Rebel leader Rub'en Zamora is making his second return to El Salvador today, and this time, he says, it's to stay. With Guillermo Ungo, an exiled co-leader of the Democratic Revolutionary Front (FDR), Dr. Zamora returned here in November to test the political waters. The waters were chilly then. And diplomats and political analysts say Zamora will face some of the same problems as he attempts to stay for a longer period.
The November visit sparked protests from the far right and frustration in the powerful Salvadorean military, and was greeted with ambivalence by the government of President Jos'e Napol'eon Duarte. Military officers were angered that the FDR leaders had been allowed to return without being forced to break ties with the guerrillas of the Farabundo Marti National Liberation Front (FMLN).
President Duarte threatened that if the FDR did not break with the guerrillas it could be prosecuted for guerrilla actions.
But Zamora and Hector Oqueli - leader of another FDR faction who is accompanying Zamora on this trip - seem determined to return on their own terms, not on those of the government or armed forces. The FDR leaders say they are returning so they can be politically active and to try to form a ``national consensus'' for a negotiated solution to El Salvador's eight-year-old civil war. But they say they have no intention of breaking their seven-year alliance with the FMLN guerrillas.
Although the FDR says it wants to participate politically and has formed a coalition with the Social Democratic Party, it is unlikely to run candidates in the March elections. Part of the reason is lack of funds and party organization. But its hesitancy to run candidates is also due to a distrust of the elections. Both the FDR and FMLN guerrillas see the elections as part of a ``US counterinsurgency strategy'' to legitimize the Duarte government and discredit the rebels.
The FDR's return appears to be spurred by their perception that there is a large political vacuum to the left of Duarte's center-right Christian Democratic Party.

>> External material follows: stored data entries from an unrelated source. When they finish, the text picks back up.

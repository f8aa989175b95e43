//! `PostgreSQL` session store.

use super::db_error;
use crate::error::Result;
use crate::providers::SessionStore;
use crate::state::{AdminId, SessionRecord};
use async_trait::async_trait;
use chrono::{DateTime, Utc};
use sqlx::PgPool;

/// `PostgreSQL` session store.
#[derive(Clone, Debug)]
pub struct PostgresSessionStore {
    pool: PgPool,
}

impl PostgresSessionStore {
    /// Create a store over `pool`.
    #[must_use]
    pub const fn new(pool: PgPool) -> Self {
        Self { pool }
    }
}

#[derive(sqlx::FromRow)]
struct SessionRow {
    token_hash: String,
    admin_id: i64,
    created_at: DateTime<Utc>,
    expires_at: DateTime<Utc>,
}

#[async_trait]
impl SessionStore for PostgresSessionStore {
    async fn create_session(&self, session: &SessionRecord) -> Result<()> {
        sqlx::query(
            r"
            INSERT INTO admin_sessions (token_hash, admin_id, created_at, expires_at)
            VALUES ($1, $2, $3, $4)
            ",
        )
        .bind(&session.token_hash)
        .bind(session.admin_id.0)
        .bind(session.created_at)
        .bind(session.expires_at)
        .execute(&self.pool)
        .await
        .map_err(|e| db_error("Failed to create session", &e))?;
        Ok(())
    }

    async fn find_session(&self, token_hash: &str) -> Result<Option<SessionRecord>> {
        let row: Option<SessionRow> = sqlx::query_as(
            r"
            SELECT token_hash, admin_id, created_at, expires_at
            FROM admin_sessions
            WHERE token_hash = $1
            ",
        )
        .bind(token_hash)
        .fetch_optional(&self.pool)
        .await
        .map_err(|e| db_error("Failed to get session", &e))?;

        Ok(row.map(|r| SessionRecord {
            token_hash: r.token_hash,
            admin_id: AdminId(r.admin_id),
            created_at: r.created_at,
            expires_at: r.expires_at,
        }))
    }

    async fn delete_session(&self, token_hash: &str) -> Result<()> {
        sqlx::query("DELETE FROM admin_sessions WHERE token_hash = $1")
            .bind(token_hash)
            .execute(&self.pool)
            .await
            .map_err(|e| db_error("Failed to delete session", &e))?;
        Ok(())
    }

    async fn delete_expired(&self, now: DateTime<Utc>) -> Result<u64> {
        let done = sqlx::query("DELETE FROM admin_sessions WHERE expires_at <= $1")
            .bind(now)
            .execute(&self.pool)
            .await
            .map_err(|e| db_error("Failed to purge sessions", &e))?;
        Ok(done.rows_affected())
    }
}
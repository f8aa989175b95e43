//! Input validation.
//!
//! Everything arriving from outside (the public form, admin forms) is
//! checked here before any store call. The form does its own checks, but
//! the server never relies on them.

use crate::error::{Result, RsvpError};
use crate::types::{EventSettings, FoodChoiceId, NewRsvp, NewRsvpChild};
use serde::Deserialize;

/// Knobs for RSVP validation.
#[derive(Clone, Copy, Debug, Default, PartialEq, Eq)]
pub struct RsvpPolicy {
    /// Reject submissions without a phone number.
    pub require_phone: bool,
}

/// RSVP as submitted by the public form.
///
/// Missing fields deserialize to empty values so that they are reported as
/// validation errors rather than decoder errors.
#[derive(Clone, Debug, Default, Deserialize)]
#[serde(default)]
pub struct RsvpSubmission {
    /// Name the submitter typed
    pub invite_name_entered: String,
    /// Contact number
    pub phone: Option<String>,
    /// One entry per child
    pub children: Vec<ChildSubmission>,
}

/// One child entry of an [`RsvpSubmission`].
#[derive(Clone, Debug, Default, Deserialize)]
#[serde(default)]
pub struct ChildSubmission {
    /// Child's name
    pub child_name: String,
    /// Chosen meal; the form sends either a number or a numeric string
    pub food_choice_id: Option<FoodChoiceIdInput>,
    /// Whether the child has dietary requirements
    pub has_dietary_requirements: bool,
    /// Dietary note, required when `has_dietary_requirements` is set
    pub dietary_requirements: Option<String>,
}

/// A food choice id as it arrives on the wire.
#[derive(Clone, Debug, PartialEq, Eq, Deserialize)]
#[serde(untagged)]
pub enum FoodChoiceIdInput {
    /// JSON number
    Number(i64),
    /// JSON string holding a number
    Text(String),
}

impl FoodChoiceIdInput {
    /// Parse into a positive id.
    ///
    /// # Errors
    ///
    /// Returns `RsvpError::Validation` if the value is not a positive integer.
    pub fn parse(&self) -> Result<FoodChoiceId> {
        let raw = match self {
            Self::Number(n) => *n,
            Self::Text(s) => s
                .trim()
                .parse::<i64>()
                .map_err(|_| RsvpError::validation("Invalid child entries"))?,
        };
        if raw <= 0 {
            return Err(RsvpError::validation("Invalid child entries"));
        }
        Ok(FoodChoiceId::new(raw))
    }
}

impl From<i64> for FoodChoiceIdInput {
    fn from(id: i64) -> Self {
        Self::Number(id)
    }
}

/// Trim an optional string, mapping blank to `None`.
fn non_blank(value: Option<&str>) -> Option<String> {
    value
        .map(str::trim)
        .filter(|s| !s.is_empty())
        .map(str::to_string)
}

/// Validate a submission and produce the rows to write.
///
/// Only shape is checked here; whether each food choice exists is decided
/// by the store inside the write transaction.
///
/// # Errors
///
/// Returns `RsvpError::Validation` if:
/// - the entered name is blank
/// - the phone is blank while `policy.require_phone` is set
/// - there are no children
/// - any child has a blank name or a non-positive/unparseable food choice id
/// - any child flags dietary requirements without a note
pub fn validate_submission(submission: &RsvpSubmission, policy: RsvpPolicy) -> Result<NewRsvp> {
    let invite_name_entered = submission.invite_name_entered.trim();
    if invite_name_entered.is_empty() {
        return Err(RsvpError::validation("Missing required fields"));
    }

    let phone = non_blank(submission.phone.as_deref());
    if policy.require_phone && phone.is_none() {
        return Err(RsvpError::validation("Missing required fields"));
    }

    if submission.children.is_empty() {
        return Err(RsvpError::validation("At least one child is required"));
    }

    let children = submission
        .children
        .iter()
        .map(validate_child)
        .collect::<Result<Vec<_>>>()?;

    Ok(NewRsvp {
        invite_name_entered: invite_name_entered.to_string(),
        phone,
        children,
    })
}

fn validate_child(child: &ChildSubmission) -> Result<NewRsvpChild> {
    let child_name = child.child_name.trim();
    if child_name.is_empty() {
        return Err(RsvpError::validation("Invalid child entries"));
    }

    let food_choice_id = child
        .food_choice_id
        .as_ref()
        .ok_or_else(|| RsvpError::validation("Invalid child entries"))?
        .parse()?;

    let dietary_requirements = if child.has_dietary_requirements {
        Some(
            non_blank(child.dietary_requirements.as_deref()).ok_or_else(|| {
                RsvpError::validation("Dietary requirements must be described")
            })?,
        )
    } else {
        None
    };

    Ok(NewRsvpChild {
        child_name: child_name.to_string(),
        food_choice_id,
        dietary_requirements,
    })
}

/// Event settings as submitted by the admin form.
#[derive(Clone, Debug, Default, Deserialize)]
#[serde(default)]
pub struct EventSettingsInput {
    /// Event title
    pub title: String,
    /// Date text
    pub event_date: String,
    /// Time range text
    pub party_time: String,
    /// Intro paragraph
    pub intro_text: String,
    /// Venue
    pub location: String,
}

/// Validate an event settings update. Every field is required.
///
/// # Errors
///
/// Returns `RsvpError::Validation` if any field is blank.
pub fn validate_event_settings(input: &EventSettingsInput) -> Result<EventSettings> {
    let fields = [
        &input.title,
        &input.event_date,
        &input.party_time,
        &input.intro_text,
        &input.location,
    ];
    if fields.iter().any(|f| f.trim().is_empty()) {
        return Err(RsvpError::validation("Missing event details"));
    }

    Ok(EventSettings {
        title: input.title.trim().to_string(),
        event_date: input.event_date.trim().to_string(),
        party_time: input.party_time.trim().to_string(),
        intro_text: input.intro_text.trim().to_string(),
        location: input.location.trim().to_string(),
    })
}

/// Validate a food choice label.
///
/// # Errors
///
/// Returns `RsvpError::Validation` if the label is blank.
pub fn validate_food_label(label: &str) -> Result<String> {
    let label = label.trim();
    if label.is_empty() {
        return Err(RsvpError::validation("Label required"));
    }
    Ok(label.to_string())
}
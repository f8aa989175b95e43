//! The three core operations: writing RSVPs, importing invites and
//! aggregating metrics.
//!
//! Services are cheap to clone and hold their stores behind `Arc`, so the
//! HTTP layer can keep one instance in shared state.

pub mod import;
pub mod metrics;
pub mod rsvp;

pub use import::InviteImporter;
pub use metrics::MetricsAggregator;
pub use rsvp::RsvpWriter;
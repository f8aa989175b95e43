//! Parsing of guest list uploads.
//!
//! Uploads are comma-separated text with a header row. The name column may
//! be called `invite_name` or `name`; `phone` is optional. Headers match
//! case-sensitively. Each data row becomes one [`ImportRow`], in file order,
//! so that the importer can count every row exactly once.

use crate::error::{Result, RsvpError};

const NAME_COLUMNS: [&str; 2] = ["invite_name", "name"];
const PHONE_COLUMN: &str = "phone";
const UTF8_BOM: &[u8] = b"\xEF\xBB\xBF";

/// One data row of an upload, classified.
#[derive(Clone, Debug, PartialEq, Eq)]
pub enum ImportRow {
    /// A row with a usable name.
    Candidate {
        /// Trimmed name
        invite_name: String,
        /// Trimmed phone, if present and non-empty
        phone: Option<String>,
    },
    /// Neither name column has a value.
    MissingName {
        /// 1-based line in the upload
        line: u64,
    },
    /// The reader could not decode the row.
    Malformed {
        /// 1-based line in the upload, when known
        line: Option<u64>,
        /// Decoder message
        reason: String,
    },
}

/// Column positions resolved from the header row.
#[derive(Debug, Default)]
struct Columns {
    names: Vec<usize>,
    phone: Option<usize>,
}

impl Columns {
    fn resolve(headers: &csv::StringRecord) -> Self {
        let position = |wanted: &str| headers.iter().position(|h| h == wanted);
        Self {
            names: NAME_COLUMNS.iter().filter_map(|c| position(*c)).collect(),
            phone: position(PHONE_COLUMN),
        }
    }

    fn classify(&self, record: &csv::StringRecord) -> ImportRow {
        let field = |idx: usize| record.get(idx).filter(|v| !v.is_empty());

        let name = self.names.iter().find_map(|&idx| field(idx));
        match name {
            Some(invite_name) => ImportRow::Candidate {
                invite_name: invite_name.to_string(),
                phone: self.phone.and_then(field).map(str::to_string),
            },
            None => ImportRow::MissingName {
                line: record.position().map_or(0, csv::Position::line),
            },
        }
    }
}

/// Split an upload into classified rows.
///
/// Blank lines are ignored and every field is trimmed. Rows may have fewer
/// or more fields than the header. A row that cannot be decoded (for
/// example invalid UTF-8) is reported as [`ImportRow::Malformed`] and the
/// following rows are still read.
///
/// # Errors
///
/// Returns `RsvpError::Validation` if the header row itself cannot be read.
pub fn parse_invite_rows(data: &[u8]) -> Result<Vec<ImportRow>> {
    let data = data.strip_prefix(UTF8_BOM).unwrap_or(data);

    let mut reader = csv::ReaderBuilder::new()
        .has_headers(true)
        .flexible(true)
        .trim(csv::Trim::All)
        .from_reader(data);

    let columns = Columns::resolve(
        reader
            .headers()
            .map_err(|e| RsvpError::validation(format!("Could not read header row: {e}")))?,
    );

    let rows = reader
        .records()
        .map(|record| match record {
            Ok(record) => columns.classify(&record),
            Err(e) => ImportRow::Malformed {
                line: e.position().map(csv::Position::line),
                reason: e.to_string(),
            },
        })
        .collect();

    Ok(rows)
}
//! Core service behavior against the in-memory store.

#![allow(clippy::unwrap_used)] // Tests can unwrap
#![allow(clippy::expect_used)] // Tests can expect

use party_rsvp_core::providers::{FoodChoiceRepository, RsvpRepository};
use party_rsvp_core::{
    FoodChoiceId, FoodTotal, InviteImporter, InviteNameMatching, MetricsAggregator, RsvpError,
    RsvpPolicy, RsvpWriter,
};
use party_rsvp_testing::{InMemoryStore, fixtures, init_tracing, properties};
use proptest::prelude::*;
use std::sync::Arc;

fn pizza_pasta() -> (Arc<InMemoryStore>, FoodChoiceId, FoodChoiceId) {
    init_tracing();
    let store = Arc::new(InMemoryStore::with_food_choices(&["Pizza", "Pasta"]));
    let pizza = store.food_choice_id("Pizza").expect("seeded");
    let pasta = store.food_choice_id("Pasta").expect("seeded");
    (store, pizza, pasta)
}

fn writer(store: &Arc<InMemoryStore>) -> RsvpWriter {
    RsvpWriter::new(store.clone(), RsvpPolicy::default())
}

fn importer(store: &Arc<InMemoryStore>, matching: InviteNameMatching) -> InviteImporter {
    InviteImporter::new(store.clone(), matching)
}

// ============================================================================
// RSVP Writer
// ============================================================================

#[tokio::test]
async fn test_rsvp_persists_parent_and_every_child() {
    let (store, pizza, pasta) = pizza_pasta();

    let rsvp = writer(&store)
        .submit(&fixtures::submission(
            "Alex",
            &[("Alex", pizza), ("Sam", pasta), ("Kim", pizza)],
        ))
        .await
        .unwrap();

    assert_eq!(rsvp.invite_name_entered, "Alex");
    assert_eq!(rsvp.children.len(), 3);
    assert!(rsvp.children.iter().all(|c| c.rsvp_id == rsvp.id));
    assert_eq!(rsvp.children[1].food_choice_label, "Pasta");
    assert_eq!(store.rsvp_count(), 1);
    assert_eq!(store.child_count(), 3);
}

#[tokio::test]
async fn test_rsvp_with_unknown_food_choice_leaves_no_parent() {
    let (store, pizza, _) = pizza_pasta();

    let result = writer(&store)
        .submit(&fixtures::submission(
            "Alex",
            &[("Alex", pizza), ("Sam", FoodChoiceId::new(404))],
        ))
        .await;

    assert_eq!(result, Err(RsvpError::unknown_food_choice(404)));
    assert_eq!(store.rsvp_count(), 0);
    assert_eq!(store.child_count(), 0);
}

#[tokio::test]
async fn test_rsvp_store_failure_leaves_nothing() {
    let (store, pizza, _) = pizza_pasta();
    store.fail_writes_after(0);

    let result = writer(&store)
        .submit(&fixtures::submission("Alex", &[("Sam", pizza)]))
        .await;

    assert!(matches!(result, Err(RsvpError::Persistence(_))));
    assert_eq!(store.rsvp_count(), 0);
    assert_eq!(store.child_count(), 0);
}

#[tokio::test]
async fn test_invalid_rsvp_never_reaches_store() {
    let (store, _, _) = pizza_pasta();
    // A write would fail, so a validation error proves no write was attempted.
    store.fail_writes_after(0);

    let result = writer(&store)
        .submit(&fixtures::submission("Alex", &[]))
        .await;

    assert_eq!(
        result,
        Err(RsvpError::validation("At least one child is required"))
    );
}

#[tokio::test]
async fn test_same_payload_twice_creates_two_rsvps() {
    let (store, pizza, _) = pizza_pasta();
    let submission = fixtures::submission("Alex", &[("Sam", pizza)]);

    let first = writer(&store).submit(&submission).await.unwrap();
    let second = writer(&store).submit(&submission).await.unwrap();

    assert_ne!(first.id, second.id);
    assert_eq!(store.rsvp_count(), 2);
    assert_eq!(store.child_count(), 2);
}

#[tokio::test]
async fn test_inactive_food_choice_is_still_accepted() {
    let (store, pizza, _) = pizza_pasta();
    store.update_food_choice(pizza, "Pizza", false).await.unwrap();

    let rsvp = writer(&store)
        .submit(&fixtures::submission("Alex", &[("Sam", pizza)]))
        .await;

    assert!(rsvp.is_ok());
}

#[tokio::test]
async fn test_dietary_note_is_stored_with_flag() {
    let (store, pizza, _) = pizza_pasta();
    let mut submission = fixtures::submission("Alex", &[]);
    submission
        .children
        .push(fixtures::child_with_diet("Sam", pizza, "No nuts"));

    let rsvp = writer(&store).submit(&submission).await.unwrap();

    assert!(rsvp.children[0].has_dietary_requirements);
    assert_eq!(
        rsvp.children[0].dietary_requirements.as_deref(),
        Some("No nuts")
    );
}

#[tokio::test]
async fn test_required_phone_policy() {
    let (store, pizza, _) = pizza_pasta();
    let strict = RsvpWriter::new(store.clone(), RsvpPolicy { require_phone: true });
    let mut submission = fixtures::submission("Alex", &[("Sam", pizza)]);
    submission.phone = None;

    assert!(matches!(
        strict.submit(&submission).await,
        Err(RsvpError::Validation(_))
    ));
    assert!(writer(&store).submit(&submission).await.is_ok());
}

#[tokio::test]
async fn test_listing_is_newest_first_with_children_in_order() {
    let (store, pizza, pasta) = pizza_pasta();
    let w = writer(&store);
    let first = w
        .submit(&fixtures::submission("Alex", &[("A", pizza), ("B", pasta)]))
        .await
        .unwrap();
    let second = w
        .submit(&fixtures::submission("Jordan", &[("C", pasta)]))
        .await
        .unwrap();

    let rsvps = store.list_rsvps().await.unwrap();

    assert_eq!(rsvps.len(), 2);
    assert_eq!(rsvps[0].id, second.id);
    assert_eq!(rsvps[1].id, first.id);
    let names: Vec<_> = rsvps[1]
        .children
        .iter()
        .map(|c| c.child_name.as_str())
        .collect();
    assert_eq!(names, ["A", "B"]);
}

proptest! {
    #[test]
    fn prop_child_count_matches_submission(
        children in properties::children(vec![FoodChoiceId::new(1), FoodChoiceId::new(2)], 6)
    ) {
        let runtime = tokio::runtime::Builder::new_current_thread().build().unwrap();
        let store = Arc::new(InMemoryStore::with_food_choices(&["Pizza", "Pasta"]));
        let mut submission = fixtures::submission("Alex", &[]);
        submission.children = children;
        let expected = submission.children.len();

        let rsvp = runtime.block_on(writer(&store).submit(&submission)).unwrap();

        prop_assert_eq!(rsvp.children.len(), expected);
        prop_assert_eq!(store.rsvp_count(), 1);
        prop_assert_eq!(store.child_count(), expected);
    }

    #[test]
    fn prop_any_unknown_reference_rolls_back(
        mut children in properties::children(vec![FoodChoiceId::new(1), FoodChoiceId::new(2)], 6),
        bad_index in any::<prop::sample::Index>(),
    ) {
        let runtime = tokio::runtime::Builder::new_current_thread().build().unwrap();
        let store = Arc::new(InMemoryStore::with_food_choices(&["Pizza", "Pasta"]));
        let bad = bad_index.index(children.len());
        children[bad] = fixtures::child("Ghost", FoodChoiceId::new(9_999));
        let mut submission = fixtures::submission("Alex", &[]);
        submission.children = children;

        let result = runtime.block_on(writer(&store).submit(&submission));

        let is_integrity = matches!(result, Err(RsvpError::Integrity { .. }));
        prop_assert!(is_integrity);
        prop_assert_eq!(store.rsvp_count(), 0);
        prop_assert_eq!(store.child_count(), 0);
    }
}

// ============================================================================
// Invite Importer
// ============================================================================

#[tokio::test]
async fn test_import_two_row_file() {
    let (store, _, _) = pizza_pasta();

    let summary = importer(&store, InviteNameMatching::Exact)
        .import(b"invite_name,phone\nJordan,0711\n,0722")
        .await
        .unwrap();

    assert_eq!((summary.inserted, summary.skipped), (1, 1));
    assert_eq!(summary.missing_name, 1);
    assert_eq!(store.invite_count(), 1);
}

#[tokio::test]
async fn test_reimport_is_a_no_op() {
    let (store, _, _) = pizza_pasta();
    let file = fixtures::guest_list(&[("Jordan", "0711"), ("Riley", ""), ("", "0722")]);
    let importer = importer(&store, InviteNameMatching::Exact);

    let first = importer.import(&file).await.unwrap();
    let second = importer.import(&file).await.unwrap();

    assert_eq!((first.inserted, first.skipped), (2, 1));
    assert_eq!(second.inserted, 0);
    assert_eq!(second.duplicates, first.inserted);
    assert_eq!(second.skipped, 3);
    assert_eq!(store.invite_count(), 2);
}

#[tokio::test]
async fn test_missing_name_does_not_affect_later_rows() {
    let (store, _, _) = pizza_pasta();

    let summary = importer(&store, InviteNameMatching::Exact)
        .import(b"name,phone\n,0700\nAna,0701\nBo,\nAna,0799\n")
        .await
        .unwrap();

    assert_eq!(summary.inserted, 2);
    assert_eq!(summary.missing_name, 1);
    assert_eq!(summary.duplicates, 1);
    assert_eq!(summary.skipped, 2);
}

#[tokio::test]
async fn test_every_row_is_counted_once() {
    let (store, _, _) = pizza_pasta();

    let summary = importer(&store, InviteNameMatching::Exact)
        .import(b"invite_name\nAna\n\xFF\n\nAna\n,\nBo\n")
        .await
        .unwrap();

    assert_eq!(summary.inserted + summary.skipped, 5);
    assert_eq!(summary.malformed, 1);
    assert_eq!(
        summary.skipped,
        summary.malformed + summary.duplicates + summary.missing_name
    );
}

#[tokio::test]
async fn test_matching_mode_decides_duplicates() {
    let file = b"invite_name\nJordan Lee\njordan lee\nJORDAN   LEE\n";

    for (matching, inserted) in [
        (InviteNameMatching::Exact, 3),
        (InviteNameMatching::CaseInsensitive, 2),
        (InviteNameMatching::Normalized, 1),
    ] {
        let (store, _, _) = pizza_pasta();
        let summary = importer(&store, matching).import(file).await.unwrap();
        assert_eq!(summary.inserted, inserted, "mode {matching}");
    }
}

#[tokio::test]
async fn test_store_failure_keeps_committed_prefix() {
    let (store, _, _) = pizza_pasta();
    store.fail_writes_after(2);
    let importer = importer(&store, InviteNameMatching::Exact);
    let file = fixtures::guest_list(&[("A", ""), ("B", ""), ("C", ""), ("D", "")]);

    let result = importer.import(&file).await;

    assert!(matches!(result, Err(RsvpError::Persistence(_))));
    assert_eq!(store.invite_count(), 2);

    // Re-running after recovery only adds the rest.
    store.heal();
    let summary = importer.import(&file).await.unwrap();
    assert_eq!((summary.inserted, summary.skipped), (2, 2));
    assert_eq!(store.invite_count(), 4);
}

// ============================================================================
// Metrics Aggregator
// ============================================================================

#[tokio::test]
async fn test_end_to_end_pizza_and_pasta() {
    let (store, pizza, pasta) = pizza_pasta();
    writer(&store)
        .submit(&fixtures::submission("Alex", &[("Alex", pizza), ("Sam", pasta)]))
        .await
        .unwrap();

    let metrics = MetricsAggregator::new(store.clone()).compute().await.unwrap();

    assert_eq!(metrics.rsvps, 1);
    assert_eq!(metrics.invited, 0);
    assert_eq!(
        metrics.food_totals,
        vec![
            FoodTotal { label: "Pizza".to_string(), count: 1 },
            FoodTotal { label: "Pasta".to_string(), count: 1 },
        ]
    );
}

#[tokio::test]
async fn test_food_totals_include_zero_counts_in_id_order() {
    let (store, pizza, _) = pizza_pasta();
    let soup = store.create_food_choice("Soup").await.unwrap();
    store.update_food_choice(soup.id, "Soup", false).await.unwrap();
    writer(&store)
        .submit(&fixtures::submission("Alex", &[("A", pizza), ("B", pizza)]))
        .await
        .unwrap();
    importer(&store, InviteNameMatching::Exact)
        .import(b"invite_name\nJordan\nRiley\n")
        .await
        .unwrap();

    let metrics = MetricsAggregator::new(store.clone()).compute().await.unwrap();

    assert_eq!(metrics.invited, 2);
    assert_eq!(metrics.rsvps, 1);
    let totals: Vec<_> = metrics
        .food_totals
        .iter()
        .map(|t| (t.label.as_str(), t.count))
        .collect();
    assert_eq!(totals, [("Pizza", 2), ("Pasta", 0), ("Soup", 0)]);
}

#[tokio::test]
async fn test_metrics_surface_store_failure() {
    let (store, _, _) = pizza_pasta();
    store.fail_reads();

    let result = MetricsAggregator::new(store.clone()).compute().await;

    assert!(matches!(result, Err(RsvpError::Persistence(_))));
}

So far no political force to the left of the Christian Democrats has managed to hold sway since death squads linked to the military destroyed much of the leftist movement in the early 1980's.
The FDR is unsure whether a powerful left would be permitted. ``The government is happy to have a left, if it is weak,'' says Juan Martell, deputy head of the opposition Social Christian Popular Movement (MPSC) party. ``But if we get stronger, that will be the true test of whether the United States and the centers of power will permit a left,'' he adds.
FDR is encouraged by opinion polls that show dissatisfaction with the available political choices. In a recent poll, 79 percent of the respondents said neither of the two major parties represented them; for the 21 percent who did make a choice, the Democratic Convergence, an alliance between the FDR and the Social Democratic Party, came in third behind Arena, the main right-wing opposition party, and the Christian Democrats. Considering the leftists' lack of campaigning it was a good showing, analysts say.